§ Available data:
//! Inbound HTTP surface: the app routes under the configured prefix plus
//! a health check.

mod calls;
mod static_files;

use std::sync::Arc;

use axum::body::Bytes;
use axum::extract::State;
use axum::http::{StatusCode, Uri};
use axum::response::{IntoResponse, Response};
use axum::routing::get;
use axum::{Json, Router};
use serde::Serialize;
use tower_http::trace::TraceLayer;

use crate::apps::CallResponse;
use crate::state::AppState;

#[derive(Serialize)]
struct HealthResponse {
    ok: bool,
}

async fn health() -> Json<HealthResponse> {
    Json(HealthResponse { ok: true })
}

/// Error envelope with an explicit status.
fn error_response(status: StatusCode, message: impl std::fmt::Display) -> Response {
    (status, Json(CallResponse::error(message))).into_response()
}

fn not_found(path: &str) -> Response {
    tracing::debug!(path, "no route");
    error_response(StatusCode::NOT_FOUND, format!("{path} not found"))
}

/// Everything under the prefix, in priority order: bindings, manifest,
/// static assets, then the binding tree. The host may call any of these
/// with any method.
async fn dispatch(State(state): State<Arc<AppState>>, uri: Uri, body: Bytes) -> Response {
    let full = uri.path();
    let path = match full.strip_prefix(state.config.route_prefix.as_str()) {
        Some(rest) if rest.is_empty() || rest.starts_with('/') => rest,
        _ => return not_found(full),
    };

    if path == "/bindings" {
        return match serde_json::to_value(state.tree.render()) {
            Ok(data) => Json(CallResponse::data(data)).into_response(),
            Err(e) => {
                tracing::error!(error = %e, "failed to serialize bindings");
                error_response(StatusCode::INTERNAL_SERVER_ERROR, e)
            }
        };
    }
    if path == "/manifest" {
        return Json(&state.manifest).into_response();
    }
    if let Some(asset) = path.strip_prefix("/static") {
        return static_files::serve_asset(asset.trim_start_matches('/'));
    }

    match calls::invoke(&state.tree, path, &body).await {
        Some(response) => Json(response).into_response(),
        None => not_found(full),
    }
}

/// Build the router (exposed for testing).
pub fn build_router(state: Arc<AppState>) -> Router {
    Router::new()
        .route("/health", get(health))
        .fallback(dispatch)
        .with_state(state)
        .layer(TraceLayer::new_for_http())
}

/// Bind the configured address and serve until Ctrl-C.
pub async fn start_server(state: Arc<AppState>) -> std::io::Result<()> {
    let bind_addr = state.config.listen_addr.clone();
    let app = build_router(state.clone());

    let listener = tokio::net::TcpListener::bind(&bind_addr).await?;
    let addr = listener.local_addr()?;
    tracing::info!(%addr, prefix = %state.config.route_prefix, "listening");

    axum::serve(listener, app)
        .with_graceful_shutdown(async {
            if let Err(e) = tokio::signal::ctrl_c().await {
                tracing::error!(error = %e, "failed to listen for shutdown signal");
            }
            tracing::info!("shutting down");
        })
        .await
}

#[cfg(test)]
mod tests {
    use super::*;
    use crate::commands::tests::fake_collaborators;
    use crate::config::AppConfig;
    use axum::body::Body;
    use axum::http::{Request, header};
    use serde_json::{Value, json};
    use tower::ServiceExt;

    fn test_state_with(config: AppConfig) -> Arc<AppState> {
        Arc::new(AppState::new(config, fake_collaborators()).unwrap())
    }

    fn test_state() -> Arc<AppState> {
        test_state_with(AppConfig::default())
    }

    fn post(url: &str, body: &str) -> Request<Body> {
        Request::post(url)
            .header("content-type", "application/json")
            .body(Body::from(body.to_string()))
            .unwrap()
    }

    async fn send(state: Arc<AppState>, req: Request<Body>) -> (StatusCode, Value) {
        let resp = build_router(state).oneshot(req).await.unwrap();
        let status = resp.status();
        let body = axum::body::to_bytes(resp.into_body(), usize::MAX).await.unwrap();
        (status, serde_json::from_slice(&body).unwrap())
    }

    #[tokio::test]
    async fn test_health() {
        let (status, json) = send(test_state(), Request::get("/health").body(Body::empty()).unwrap()).await;
        assert_eq!(status, StatusCode::OK);
        assert_eq!(json["ok"], true);
    }

    #[tokio::test]
    async fn test_bindings_envelope() {
        let (status, json) =
            send(test_state(), Request::get("/app/bindings").body(Body::empty()).unwrap()).await;
        assert_eq!(status, StatusCode::OK);
        assert_eq!(json["type"], "ok");
        assert_eq!(json["data"][0]["location"], "/command");
        assert_eq!(json["data"][0]["bindings"][0]["call"]["path"], "/commands/dylan");
        assert_eq!(json["data"][0]["bindings"][0]["form"]["fields"][0]["name"], "pr");
    }

    #[tokio::test]
    async fn test_bindings_accepts_post() {
        let (status, json) = send(test_state(), post("/app/bindings", "{}")).await;
        assert_eq!(status, StatusCode::OK);
        assert_eq!(json["type"], "ok");
    }

    #[tokio::test]
    async fn test_manifest() {
        let (status, json) =
            send(test_state(), Request::get("/app/manifest").body(Body::empty()).unwrap()).await;
        assert_eq!(status, StatusCode::OK);
        assert_eq!(json["app_id"], "dylan");
        assert_eq!(json["plugin_id"], "dylan");
        assert_eq!(json["app_type"], "plugin");
        assert_eq!(json["requested_locations"], json!(["/command"]));
    }

    #[tokio::test]
    async fn test_static_icon() {
        let resp = build_router(test_state())
            .oneshot(Request::get("/app/static/dylan.svg").body(Body::empty()).unwrap())
            .await
            .unwrap();
        assert_eq!(resp.status(), StatusCode::OK);
        assert_eq!(resp.headers()[header::CONTENT_TYPE], "image/svg+xml");
        let body = axum::body::to_bytes(resp.into_body(), usize::MAX).await.unwrap();
        assert!(body.starts_with(b"<svg"));
    }

    #[tokio::test]
    async fn test_static_missing_is_error_envelope() {
        let (status, json) = send(
            test_state(),
            Request::get("/app/static/nope.png").body(Body::empty()).unwrap(),
        )
        .await;
        assert_eq!(status, StatusCode::NOT_FOUND);
        assert_eq!(json["type"], "error");
    }

    #[tokio::test]
    async fn test_form_call() {
        let (status, json) = send(test_state(), post("/app/commands/dylan/form", "{}")).await;
        assert_eq!(status, StatusCode::OK);
        assert_eq!(json["type"], "form");
        assert_eq!(json["form"]["title"], "Build plugin PR for this server");
        assert_eq!(json["form"]["fields"][0]["name"], "repo");
        assert_eq!(json["form"]["fields"][1]["name"], "pr");
    }

    #[tokio::test]
    async fn test_submit_deploys() {
        let pr = "https://github.com/mattermost/mattermost-plugin-jira/pull/42";
        let body = json!({"values": {"pr": pr}, "context": {"acting_user_id": "u1"}}).to_string();
        let (status, json) = send(test_state(), post("/app/commands/dylan/submit", &body)).await;
        assert_eq!(status, StatusCode::OK);
        assert_eq!(json["type"], "ok");
        assert_eq!(
            json["markdown"],
            format!("Built plugin and deployed this server for PR {pr}")
        );
    }

    #[tokio::test]
    async fn test_malformed_body_is_error_envelope_with_ok_status() {
        let (status, json) = send(test_state(), post("/app/commands/dylan/submit", "{oops")).await;
        assert_eq!(status, StatusCode::OK);
        assert_eq!(json["type"], "error");
        assert!(
            json["error"]
                .as_str()
                .unwrap()
                .starts_with("error unmarshaling call request")
        );
    }

    #[tokio::test]
    async fn test_unknown_command_is_404() {
        let (status, json) = send(test_state(), post("/app/commands/nope/submit", "{}")).await;
        assert_eq!(status, StatusCode::NOT_FOUND);
        assert_eq!(json["type"], "error");
    }

    #[tokio::test]
    async fn test_paths_outside_prefix_are_404() {
        for url in ["/bindings", "/appx/bindings", "/other/commands/dylan/form"] {
            let (status, json) = send(test_state(), post(url, "{}")).await;
            assert_eq!(status, StatusCode::NOT_FOUND, "{url}");
            assert_eq!(json["type"], "error");
        }
    }

    #[tokio::test]
    async fn test_custom_prefix() {
        let config = AppConfig {
            route_prefix: "/plugins/dylan".into(),
            ..AppConfig::default()
        };
        let state = test_state_with(config);
        let (status, _) = send(state.clone(), post("/plugins/dylan/commands/dylan/form", "{}")).await;
        assert_eq!(status, StatusCode::OK);
        let (status, _) = send(state, post("/app/commands/dylan/form", "{}")).await;
        assert_eq!(status, StatusCode::NOT_FOUND);
    }
}
//! Capability traits for the three external collaborators.
//!
//! The binding tree, the `/dylan` handler and the build pipeline only see
//! these traits; the reqwest-backed adapters live in `github`, `circleci`
//! and `host`.

use async_trait::async_trait;
use serde::Deserialize;

use crate::apps::CallContext;
use crate::error::AppResult;

/// Open pull request as returned by issue search.
#[derive(Debug, Clone, PartialEq, Eq)]
pub struct PullRequestSummary {
    pub title: String,
    pub html_url: String,
}

#[derive(Debug, Clone, PartialEq, Eq)]
pub struct PullRequest {
    pub head_sha: String,
}

#[derive(Debug, Clone, PartialEq, Eq, Deserialize)]
pub struct CheckRun {
    #[serde(default)]
    pub name: String,
    /// CI-provider payload; CircleCI stores `{"workflow-id": ...}` here.
    #[serde(default)]
    pub external_id: Option<String>,
}

#[derive(Debug, Clone, PartialEq, Eq, Deserialize)]
pub struct WorkflowJob {
    pub name: String,
    #[serde(default)]
    pub project_slug: String,
    #[serde(default)]
    pub job_number: Option<u64>,
}

#[derive(Debug, Clone, PartialEq, Eq, Deserialize)]
pub struct Artifact {
    pub path: String,
    pub url: String,
}

/// Code-hosting search and review API.
#[async_trait]
pub trait CodeHost: Send + Sync {
    /// Open pull requests in `org/repo` matching the free-text `query`.
    async fn search_pull_requests(
        &self,
        org: &str,
        repo: &str,
        query: &str,
    ) -> AppResult<Vec<PullRequestSummary>>;

    /// Repository names in `org` whose name starts with `name_prefix`.
    async fn search_repositories(&self, org: &str, name_prefix: &str) -> AppResult<Vec<String>>;

    async fn get_pull_request(&self, org: &str, repo: &str, number: u64) -> AppResult<PullRequest>;

    async fn list_check_runs(
        &self,
        org: &str,
        repo: &str,
        sha: &str,
        check_name: &str,
    ) -> AppResult<Vec<CheckRun>>;
}

/// CI artifact API.
#[async_trait]
pub trait CiService: Send + Sync {
    async fn list_workflow_jobs(&self, workflow_id: &str) -> AppResult<Vec<WorkflowJob>>;

    async fn list_job_artifacts(&self, project_slug: &str, job_number: u64)
        -> AppResult<Vec<Artifact>>;
}

/// The chat server the built plugin gets deployed to.
#[async_trait]
pub trait HostApi: Send + Sync {
    /// Download and install a plugin bundle, replacing an existing version.
    /// Returns the installed plugin id.
    async fn install_plugin_from_url(&self, url: &str) -> AppResult<String>;

    async fn enable_plugin(&self, plugin_id: &str) -> AppResult<()>;

    /// Post a message only the acting user sees. Fire-and-forget: returns
    /// immediately and never reports delivery.
    fn send_ephemeral(&self, context: &CallContext, message: &str);
}
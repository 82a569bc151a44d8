//! Decision engine: one verdict per login attempt.
//!
//! Composes the blacklist, rate limiter, lockout state machine, ledger, and
//! risk scorer into a single `evaluate` call. Deny outcomes are first-class
//! verdicts, not errors; storage failures on the blacklist and limiter checks
//! resolve through an explicit fail-open/fail-closed branch, and a ledger
//! write failure is always a hard error.

use std::sync::Arc;

use async_trait::async_trait;
use chrono::{DateTime, Utc};
use serde::{Deserialize, Serialize};

use crate::{
    attempt::NewLoginAttempt,
    error::StorageError,
    repositories::{IpBlacklistRepository, LoginAttemptRepository, UserLockRepository},
    services::{
        blacklist::IpBlacklistService,
        ledger::LoginAttemptLedger,
        lockout::{AccountLockoutService, LockoutConfig},
        rate_limit::{FailurePolicy, RateLimitConfig, RateLimitService},
        risk::{RiskConfig, RiskScorer},
    },
    store::CounterStore,
    validation::{validate_identifier, validate_ip_address},
    Error,
};

/// Opaque credential-verification collaborator.
///
/// Computationally expensive by design (memory-hard hashing); the engine only
/// ever sees the boolean outcome.
#[async_trait]
pub trait CredentialVerifier: Send + Sync + 'static {
    async fn verify(&self, user_id: &str, password: &str) -> Result<bool, Error>;
}

/// An incoming login attempt, before any decision has been made.
#[derive(Debug, Clone)]
pub struct LoginRequest {
    pub user_id: String,
    pub password: String,
    pub ip_address: String,
    pub device_fingerprint: String,
    pub user_agent: String,
    pub geo_location: Option<serde_json::Value>,
}

/// The engine's decision for one attempt.
#[derive(Debug, Clone, PartialEq, Serialize, Deserialize)]
pub enum Verdict {
    Allowed,
    IpBlocked { reason: String },
    RateLimited { retry_after_seconds: i64 },
    AccountLocked { until: DateTime<Utc> },
    Denied { reason: String },
}

#[derive(Debug, Clone)]
pub struct EngineConfig {
    pub rate_limit: RateLimitConfig,
    pub lockout: LockoutConfig,
    pub risk: RiskConfig,
    /// How blacklist/limiter store failures resolve. Default fail-closed:
    /// an unreachable store rejects the attempt.
    pub failure_policy: FailurePolicy,
    /// Upper bound on every individual store call.
    pub store_call_timeout: std::time::Duration,
    /// Consume a rate-limit point per user id in addition to the per-IP
    /// point. Off by default.
    pub limit_per_user: bool,
}

impl Default for EngineConfig {
    fn default() -> Self {
        Self {
            rate_limit: RateLimitConfig::default(),
            lockout: LockoutConfig::default(),
            risk: RiskConfig::default(),
            failure_policy: FailurePolicy::default(),
            store_call_timeout: std::time::Duration::from_secs(5),
            limit_per_user: false,
        }
    }
}

/// The login-defense decision engine.
///
/// Thread-safe; serves concurrent attempts without global serialization.
/// Per-identifier atomicity lives in the stores, so multiple engine instances
/// may share them (horizontal scaling).
pub struct DecisionEngine<A, B, U, S>
where
    A: LoginAttemptRepository,
    B: IpBlacklistRepository,
    U: UserLockRepository,
    S: CounterStore,
{
    ledger: LoginAttemptLedger<A>,
    risk: RiskScorer<A>,
    blacklist: IpBlacklistService<B>,
    lockout: AccountLockoutService<U>,
    limiter: RateLimitService<S>,
    verifier: Arc<dyn CredentialVerifier>,
    config: EngineConfig,
}

impl<A, B, U, S> DecisionEngine<A, B, U, S>
where
    A: LoginAttemptRepository,
    B: IpBlacklistRepository,
    U: UserLockRepository,
    S: CounterStore,
{
    pub fn new(
        attempts: Arc<A>,
        blacklist: Arc<B>,
        user_lock: Arc<U>,
        counter_store: Arc<S>,
        verifier: Arc<dyn CredentialVerifier>,
        config: EngineConfig,
    ) -> Self {
        Self {
            ledger: LoginAttemptLedger::new(Arc::clone(&attempts)),
            risk: RiskScorer::new(attempts, config.risk.clone()),
            blacklist: IpBlacklistService::new(blacklist),
            lockout: AccountLockoutService::new(user_lock, config.lockout.clone()),
            limiter: RateLimitService::new(counter_store, config.rate_limit.clone()),
            verifier,
            config,
        }
    }

    pub fn config(&self) -> &EngineConfig {
        &self.config
    }

    pub fn ledger(&self) -> &LoginAttemptLedger<A> {
        &self.ledger
    }

    pub fn blacklist(&self) -> &IpBlacklistService<B> {
        &self.blacklist
    }

    pub fn lockout(&self) -> &AccountLockoutService<U> {
        &self.lockout
    }

    pub fn limiter(&self) -> &RateLimitService<S> {
        &self.limiter
    }

    /// Decide one login attempt and update state accordingly.
    ///
    /// Deny outcomes come back as [`Verdict`] values. An `Err` means the
    /// attempt could not be decided: invalid input, or a hard storage failure
    /// on a path the failure policy does not cover (ledger append, lock
    /// update).
    pub async fn evaluate(&self, request: LoginRequest) -> Result<Verdict, Error> {
        // Malformed input is rejected before anything touches a store.
        validate_ip_address(&request.ip_address)?;
        validate_identifier(&request.user_id)?;
        validate_identifier(&request.device_fingerprint)?;

        // Blacklist check short-circuits before any write.
        match self
            .bounded("blacklist check", self.blacklist.find_active(&request.ip_address))
            .await
        {
            Ok(Some(entry)) => {
                tracing::info!(ip_address = %request.ip_address, "Rejected blacklisted IP");
                return Ok(Verdict::IpBlocked { reason: entry.reason });
            }
            Ok(None) => {}
            Err(e) if e.is_store_unavailable() => match self.config.failure_policy {
                FailurePolicy::FailClosed => {
                    tracing::error!(error = %e, "Blacklist unavailable; failing closed");
                    return Ok(Verdict::IpBlocked {
                        reason: "blacklist check unavailable".to_string(),
                    });
                }
                FailurePolicy::FailOpen => {
                    tracing::warn!(error = %e, "Blacklist unavailable; failing open");
                }
            },
            Err(e) => return Err(e),
        }

        // Rate limit per IP, optionally per user as a second key.
        if let Some(verdict) = self.consume_limit(&request.ip_address).await? {
            return Ok(verdict);
        }
        if self.config.limit_per_user {
            if let Some(verdict) = self.consume_limit(&request.user_id).await? {
                return Ok(verdict);
            }
        }

        // The lock is authoritative: no credential verification, no risk
        // evaluation, no further state changes while it is in force.
        let lockout_status = self
            .bounded("lockout check", self.lockout.status(&request.user_id))
            .await?;
        if lockout_status.is_locked {
            let until = lockout_status
                .locked_until
                .unwrap_or_else(Utc::now);
            return Ok(Verdict::AccountLocked { until });
        }

        let success = self
            .verifier
            .verify(&request.user_id, &request.password)
            .await?;

        // Score the pre-attempt window: the attempt being recorded never
        // contributes to its own score.
        let risk_score = self
            .bounded(
                "risk scoring",
                self.risk.score(&request.ip_address, &request.device_fingerprint),
            )
            .await?;

        let attempt = NewLoginAttempt::builder()
            .user_id(&request.user_id)
            .ip_address(&request.ip_address)
            .device_fingerprint(&request.device_fingerprint)
            .user_agent(&request.user_agent)
            .success(success)
            .risk_score(risk_score)
            .geo_location(request.geo_location.clone())
            .build()?;
        self.bounded("ledger append", self.ledger.record(attempt))
            .await?;

        if success {
            self.bounded(
                "lockout reset",
                self.lockout.record_success(&request.user_id),
            )
            .await?;
        } else {
            self.bounded(
                "lockout update",
                self.lockout.record_failure(&request.user_id),
            )
            .await?;
        }

        self.escalate_if_risky(&request.ip_address, risk_score).await;

        if success {
            Ok(Verdict::Allowed)
        } else {
            Ok(Verdict::Denied {
                reason: "invalid credentials".to_string(),
            })
        }
    }

    async fn consume_limit(&self, identifier: &str) -> Result<Option<Verdict>, Error> {
        match self
            .bounded("rate limit consume", self.limiter.consume(identifier))
            .await
        {
            Ok(decision) if decision.allowed => Ok(None),
            Ok(decision) => {
                tracing::info!(identifier = identifier, "Rejected rate-limited attempt");
                Ok(Some(Verdict::RateLimited {
                    retry_after_seconds: decision.retry_after_seconds.unwrap_or(1),
                }))
            }
            Err(e) if e.is_store_unavailable() => match self.config.failure_policy {
                FailurePolicy::FailClosed => {
                    tracing::error!(error = %e, "Rate limiter unavailable; failing closed");
                    Ok(Some(Verdict::RateLimited {
                        retry_after_seconds: self.config.rate_limit.window.num_seconds(),
                    }))
                }
                FailurePolicy::FailOpen => {
                    tracing::warn!(error = %e, "Rate limiter unavailable; failing open");
                    Ok(None)
                }
            },
            Err(e) => Err(e),
        }
    }

    /// Escalate a risky window into a bounded blacklist entry.
    ///
    /// This attempt's verdict is already decided; an escalation write failure
    /// is logged and deliberately does not overturn it. The next attempt from
    /// this IP recomputes the same window and retries the escalation.
    async fn escalate_if_risky(&self, ip_address: &str, risk_score: u8) {
        if risk_score < self.config.risk.escalation_threshold {
            return;
        }

        let expires_at = Utc::now() + self.config.risk.escalation_block;
        let reason = format!("automated escalation: risk score {risk_score}");
        if let Err(e) = self
            .bounded(
                "blacklist escalation",
                self.blacklist.upsert(ip_address, &reason, Some(expires_at)),
            )
            .await
        {
            tracing::error!(error = %e, ip_address = ip_address, "Failed to escalate risky IP");
        } else {
            tracing::warn!(
                ip_address = ip_address,
                risk_score = risk_score,
                "Escalated risky IP to blacklist"
            );
        }
    }

    async fn bounded<T>(
        &self,
        operation: &'static str,
        fut: impl std::future::Future<Output = Result<T, Error>>,
    ) -> Result<T, Error> {
        match tokio::time::timeout(self.config.store_call_timeout, fut).await {
            Ok(result) => result,
            Err(_) => Err(StorageError::Timeout(operation.to_string()).into()),
        }
    }
}
//! SQLite implementation of the credential-digest repository.

use async_trait::async_trait;
use chrono::Utc;
use sqlx::SqlitePool;
use vigil_core::{error::StorageError, repositories::CredentialRepository, Error};

/// SQLite repository for stored credential digests on the users table.
pub struct SqliteCredentialRepository {
    pool: SqlitePool,
}

impl SqliteCredentialRepository {
    pub fn new(pool: SqlitePool) -> Self {
        Self { pool }
    }
}

#[async_trait]
impl CredentialRepository for SqliteCredentialRepository {
    async fn create_user(&self, user_id: &str, password_hash: &str) -> Result<(), Error> {
        let now = Utc::now().timestamp();

        sqlx::query(
            r#"
            INSERT INTO users (id, password_hash, created_at, updated_at)
            VALUES (?, ?, ?, ?)
            "#,
        )
        .bind(user_id)
        .bind(password_hash)
        .bind(now)
        .bind(now)
        .execute(&self.pool)
        .await
        .map_err(|e| {
            tracing::error!(error = %e, "Failed to create user");
            StorageError::Database("Failed to create user".to_string())
        })?;

        Ok(())
    }

    async fn password_hash(&self, user_id: &str) -> Result<Option<String>, Error> {
        let hash: Option<Option<String>> =
            sqlx::query_scalar("SELECT password_hash FROM users WHERE id = ?")
                .bind(user_id)
                .fetch_optional(&self.pool)
                .await
                .map_err(|e| {
                    tracing::error!(error = %e, "Failed to get password hash");
                    StorageError::Database("Failed to get password hash".to_string())
                })?;

        Ok(hash.flatten())
    }
}

#[cfg(test)]
mod tests {
    use super::*;
    use crate::test_support::setup_test_db;

    #[tokio::test]
    async fn test_create_and_fetch_hash() {
        let pool = setup_test_db().await;
        let repo = SqliteCredentialRepository::new(pool);

        repo.create_user("alice@example.com", "$argon2id$stub")
            .await
            .unwrap();

        let hash = repo.password_hash("alice@example.com").await.unwrap();
        assert_eq!(hash.as_deref(), Some("$argon2id$stub"));
    }

    #[tokio::test]
    async fn test_unknown_user_has_no_hash() {
        let pool = setup_test_db().await;
        let repo = SqliteCredentialRepository::new(pool);

        assert!(repo
            .password_hash("ghost@example.com")
            .await
            .unwrap()
            .is_none());
    }

    #[tokio::test]
    async fn test_duplicate_user_errors() {
        let pool = setup_test_db().await;
        let repo = SqliteCredentialRepository::new(pool);

        repo.create_user("alice@example.com", "hash-1")
            .await
            .unwrap();
        let result = repo.create_user("alice@example.com", "hash-2").await;
        assert!(result.is_err());
    }
}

§ Task: Which lines in the listing hold the word "only"? Copy them out.

§ Output below:
//! The binding tree, the `/dylan` handler and the build pipeline only see
    /// Post a message only the acting user sees. Fire-and-forget: returns
/// Computationally expensive by design (memory-hard hashing); the engine only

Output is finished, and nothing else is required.